━━━━━ Data

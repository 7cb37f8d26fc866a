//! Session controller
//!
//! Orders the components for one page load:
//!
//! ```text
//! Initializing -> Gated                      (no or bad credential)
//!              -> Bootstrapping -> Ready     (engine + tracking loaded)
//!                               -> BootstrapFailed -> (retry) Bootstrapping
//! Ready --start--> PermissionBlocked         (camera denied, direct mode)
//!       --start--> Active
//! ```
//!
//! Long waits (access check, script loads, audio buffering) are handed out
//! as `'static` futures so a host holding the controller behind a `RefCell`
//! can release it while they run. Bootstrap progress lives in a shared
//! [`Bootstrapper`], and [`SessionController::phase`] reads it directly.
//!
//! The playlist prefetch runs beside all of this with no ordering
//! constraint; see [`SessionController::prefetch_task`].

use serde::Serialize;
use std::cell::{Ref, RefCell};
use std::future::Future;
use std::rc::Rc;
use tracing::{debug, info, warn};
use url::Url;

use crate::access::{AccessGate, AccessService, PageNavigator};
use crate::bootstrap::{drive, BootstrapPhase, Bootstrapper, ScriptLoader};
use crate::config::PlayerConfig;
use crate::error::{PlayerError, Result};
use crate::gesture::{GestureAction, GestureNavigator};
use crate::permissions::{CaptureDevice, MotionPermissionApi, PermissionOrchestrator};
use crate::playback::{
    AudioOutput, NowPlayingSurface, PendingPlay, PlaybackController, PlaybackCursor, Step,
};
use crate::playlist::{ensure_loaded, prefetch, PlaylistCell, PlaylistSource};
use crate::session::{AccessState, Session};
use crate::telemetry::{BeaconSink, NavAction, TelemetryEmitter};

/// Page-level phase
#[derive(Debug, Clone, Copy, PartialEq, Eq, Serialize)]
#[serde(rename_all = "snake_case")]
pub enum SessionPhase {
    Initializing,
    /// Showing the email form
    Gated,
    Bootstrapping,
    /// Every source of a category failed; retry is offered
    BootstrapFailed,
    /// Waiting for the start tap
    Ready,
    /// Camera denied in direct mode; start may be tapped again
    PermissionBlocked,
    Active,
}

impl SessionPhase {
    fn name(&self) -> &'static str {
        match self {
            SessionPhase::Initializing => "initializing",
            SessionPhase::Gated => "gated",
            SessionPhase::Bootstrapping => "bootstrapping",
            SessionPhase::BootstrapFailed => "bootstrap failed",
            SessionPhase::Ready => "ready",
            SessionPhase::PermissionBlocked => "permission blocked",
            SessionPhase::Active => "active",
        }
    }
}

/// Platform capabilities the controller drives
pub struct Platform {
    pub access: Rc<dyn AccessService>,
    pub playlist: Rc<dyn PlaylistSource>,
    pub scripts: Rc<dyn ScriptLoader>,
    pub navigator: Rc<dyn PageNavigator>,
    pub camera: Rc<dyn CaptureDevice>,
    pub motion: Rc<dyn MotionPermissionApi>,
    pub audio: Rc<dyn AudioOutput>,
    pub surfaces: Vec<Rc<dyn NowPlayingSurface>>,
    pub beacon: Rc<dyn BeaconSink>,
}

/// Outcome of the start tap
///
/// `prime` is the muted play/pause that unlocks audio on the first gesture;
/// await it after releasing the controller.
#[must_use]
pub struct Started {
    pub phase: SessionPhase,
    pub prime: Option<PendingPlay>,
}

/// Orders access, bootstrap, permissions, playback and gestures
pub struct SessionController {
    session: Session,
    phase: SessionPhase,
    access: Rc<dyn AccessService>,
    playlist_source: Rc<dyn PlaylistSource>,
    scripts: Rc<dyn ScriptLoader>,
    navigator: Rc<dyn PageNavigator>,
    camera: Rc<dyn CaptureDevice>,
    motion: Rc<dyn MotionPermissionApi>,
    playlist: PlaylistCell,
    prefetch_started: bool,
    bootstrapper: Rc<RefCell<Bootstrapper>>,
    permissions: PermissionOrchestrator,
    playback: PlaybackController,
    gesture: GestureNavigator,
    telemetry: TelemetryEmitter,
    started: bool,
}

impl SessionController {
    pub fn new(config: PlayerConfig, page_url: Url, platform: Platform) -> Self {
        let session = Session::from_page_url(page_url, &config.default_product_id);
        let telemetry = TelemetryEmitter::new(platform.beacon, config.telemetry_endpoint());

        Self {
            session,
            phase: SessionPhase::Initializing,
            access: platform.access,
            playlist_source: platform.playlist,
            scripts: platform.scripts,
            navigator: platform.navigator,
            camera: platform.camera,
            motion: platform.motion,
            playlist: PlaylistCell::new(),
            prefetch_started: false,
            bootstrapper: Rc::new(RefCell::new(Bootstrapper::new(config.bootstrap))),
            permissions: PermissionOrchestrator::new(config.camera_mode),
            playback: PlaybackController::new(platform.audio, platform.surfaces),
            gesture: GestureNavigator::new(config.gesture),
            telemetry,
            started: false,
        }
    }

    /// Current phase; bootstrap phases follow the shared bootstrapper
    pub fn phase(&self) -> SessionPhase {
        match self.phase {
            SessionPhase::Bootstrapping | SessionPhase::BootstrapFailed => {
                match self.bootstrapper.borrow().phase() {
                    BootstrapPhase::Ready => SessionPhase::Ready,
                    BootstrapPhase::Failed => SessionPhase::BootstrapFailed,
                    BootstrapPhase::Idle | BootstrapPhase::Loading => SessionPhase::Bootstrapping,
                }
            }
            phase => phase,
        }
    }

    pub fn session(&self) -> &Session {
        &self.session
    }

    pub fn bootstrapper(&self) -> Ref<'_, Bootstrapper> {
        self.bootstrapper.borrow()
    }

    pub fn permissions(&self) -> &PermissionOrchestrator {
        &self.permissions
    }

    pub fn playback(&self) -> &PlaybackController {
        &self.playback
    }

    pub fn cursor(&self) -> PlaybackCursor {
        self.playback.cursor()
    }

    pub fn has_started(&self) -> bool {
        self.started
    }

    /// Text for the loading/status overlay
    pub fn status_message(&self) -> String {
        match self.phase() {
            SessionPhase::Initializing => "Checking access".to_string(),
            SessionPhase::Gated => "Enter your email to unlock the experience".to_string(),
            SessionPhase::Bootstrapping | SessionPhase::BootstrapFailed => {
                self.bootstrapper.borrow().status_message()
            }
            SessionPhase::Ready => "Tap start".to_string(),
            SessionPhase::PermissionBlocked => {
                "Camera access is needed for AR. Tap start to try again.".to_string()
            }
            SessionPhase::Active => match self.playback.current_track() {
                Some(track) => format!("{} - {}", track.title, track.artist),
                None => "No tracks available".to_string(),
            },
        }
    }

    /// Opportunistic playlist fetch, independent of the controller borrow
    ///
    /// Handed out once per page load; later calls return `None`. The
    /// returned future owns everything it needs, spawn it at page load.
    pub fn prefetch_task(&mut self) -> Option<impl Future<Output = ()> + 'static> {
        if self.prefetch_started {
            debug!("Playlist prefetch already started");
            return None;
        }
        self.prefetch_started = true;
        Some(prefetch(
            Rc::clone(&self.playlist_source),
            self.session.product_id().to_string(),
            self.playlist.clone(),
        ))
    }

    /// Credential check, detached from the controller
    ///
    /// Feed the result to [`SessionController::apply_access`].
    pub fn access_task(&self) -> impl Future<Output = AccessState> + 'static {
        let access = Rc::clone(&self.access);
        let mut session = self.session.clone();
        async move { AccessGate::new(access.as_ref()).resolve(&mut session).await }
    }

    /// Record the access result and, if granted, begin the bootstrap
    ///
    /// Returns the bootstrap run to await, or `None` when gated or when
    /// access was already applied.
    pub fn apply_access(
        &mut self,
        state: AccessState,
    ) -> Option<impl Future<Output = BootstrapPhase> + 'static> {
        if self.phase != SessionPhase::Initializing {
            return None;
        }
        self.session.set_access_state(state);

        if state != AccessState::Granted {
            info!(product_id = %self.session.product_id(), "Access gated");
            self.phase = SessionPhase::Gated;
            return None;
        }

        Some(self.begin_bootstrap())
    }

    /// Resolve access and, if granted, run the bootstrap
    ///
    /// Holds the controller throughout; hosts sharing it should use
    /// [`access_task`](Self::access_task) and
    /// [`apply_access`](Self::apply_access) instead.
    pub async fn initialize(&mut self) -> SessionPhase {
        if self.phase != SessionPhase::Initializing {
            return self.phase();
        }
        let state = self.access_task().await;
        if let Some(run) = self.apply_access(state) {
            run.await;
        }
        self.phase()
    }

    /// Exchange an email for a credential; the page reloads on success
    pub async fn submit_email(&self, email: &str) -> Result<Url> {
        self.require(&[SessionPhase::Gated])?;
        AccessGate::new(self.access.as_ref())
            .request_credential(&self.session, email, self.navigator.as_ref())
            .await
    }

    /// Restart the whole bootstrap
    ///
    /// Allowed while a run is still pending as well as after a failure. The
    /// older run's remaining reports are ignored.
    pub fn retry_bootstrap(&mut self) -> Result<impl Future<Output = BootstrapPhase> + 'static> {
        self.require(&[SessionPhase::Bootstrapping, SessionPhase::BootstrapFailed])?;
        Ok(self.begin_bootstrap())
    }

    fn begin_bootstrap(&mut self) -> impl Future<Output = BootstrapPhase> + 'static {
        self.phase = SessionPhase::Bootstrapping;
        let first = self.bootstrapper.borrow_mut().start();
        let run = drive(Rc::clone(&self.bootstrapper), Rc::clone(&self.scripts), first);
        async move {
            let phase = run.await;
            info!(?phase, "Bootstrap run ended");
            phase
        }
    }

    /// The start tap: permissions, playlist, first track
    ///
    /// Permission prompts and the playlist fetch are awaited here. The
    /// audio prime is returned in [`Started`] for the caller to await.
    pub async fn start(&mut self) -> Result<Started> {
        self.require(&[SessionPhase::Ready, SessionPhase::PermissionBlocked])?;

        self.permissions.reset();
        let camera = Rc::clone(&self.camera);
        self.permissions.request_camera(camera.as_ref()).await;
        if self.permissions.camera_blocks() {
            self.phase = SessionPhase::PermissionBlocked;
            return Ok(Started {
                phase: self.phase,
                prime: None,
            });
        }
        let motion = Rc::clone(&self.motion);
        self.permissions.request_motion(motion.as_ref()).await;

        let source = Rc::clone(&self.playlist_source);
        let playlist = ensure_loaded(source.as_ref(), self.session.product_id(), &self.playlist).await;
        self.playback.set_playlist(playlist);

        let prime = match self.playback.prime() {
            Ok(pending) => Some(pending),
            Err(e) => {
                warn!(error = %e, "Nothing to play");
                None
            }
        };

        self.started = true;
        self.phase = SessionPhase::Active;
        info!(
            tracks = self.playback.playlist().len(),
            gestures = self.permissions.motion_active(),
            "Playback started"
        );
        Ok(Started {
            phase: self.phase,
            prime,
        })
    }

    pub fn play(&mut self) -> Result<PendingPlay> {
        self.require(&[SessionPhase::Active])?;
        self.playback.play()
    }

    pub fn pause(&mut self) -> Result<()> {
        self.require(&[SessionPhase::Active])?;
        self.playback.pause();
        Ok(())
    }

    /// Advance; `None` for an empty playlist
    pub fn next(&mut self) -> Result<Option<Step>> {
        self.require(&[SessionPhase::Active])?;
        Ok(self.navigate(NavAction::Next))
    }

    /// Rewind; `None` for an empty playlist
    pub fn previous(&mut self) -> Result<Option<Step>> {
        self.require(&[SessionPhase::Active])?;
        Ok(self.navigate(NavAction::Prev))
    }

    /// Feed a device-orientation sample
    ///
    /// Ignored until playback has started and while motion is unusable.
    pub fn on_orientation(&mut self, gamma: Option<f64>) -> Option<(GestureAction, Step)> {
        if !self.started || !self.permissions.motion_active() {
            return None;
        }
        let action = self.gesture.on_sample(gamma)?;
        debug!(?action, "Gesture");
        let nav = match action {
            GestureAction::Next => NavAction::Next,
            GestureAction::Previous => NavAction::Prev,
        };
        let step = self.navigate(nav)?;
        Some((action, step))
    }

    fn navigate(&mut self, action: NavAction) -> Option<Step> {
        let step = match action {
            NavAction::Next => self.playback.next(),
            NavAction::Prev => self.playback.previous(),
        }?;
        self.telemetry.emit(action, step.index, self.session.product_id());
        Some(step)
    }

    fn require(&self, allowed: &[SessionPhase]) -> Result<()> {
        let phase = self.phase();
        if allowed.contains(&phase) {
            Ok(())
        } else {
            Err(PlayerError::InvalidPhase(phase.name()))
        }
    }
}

━━━━━━━━━━

To do
Above are records; count the lines among them that include the word "Feed", and give only the number.

Response to the task
2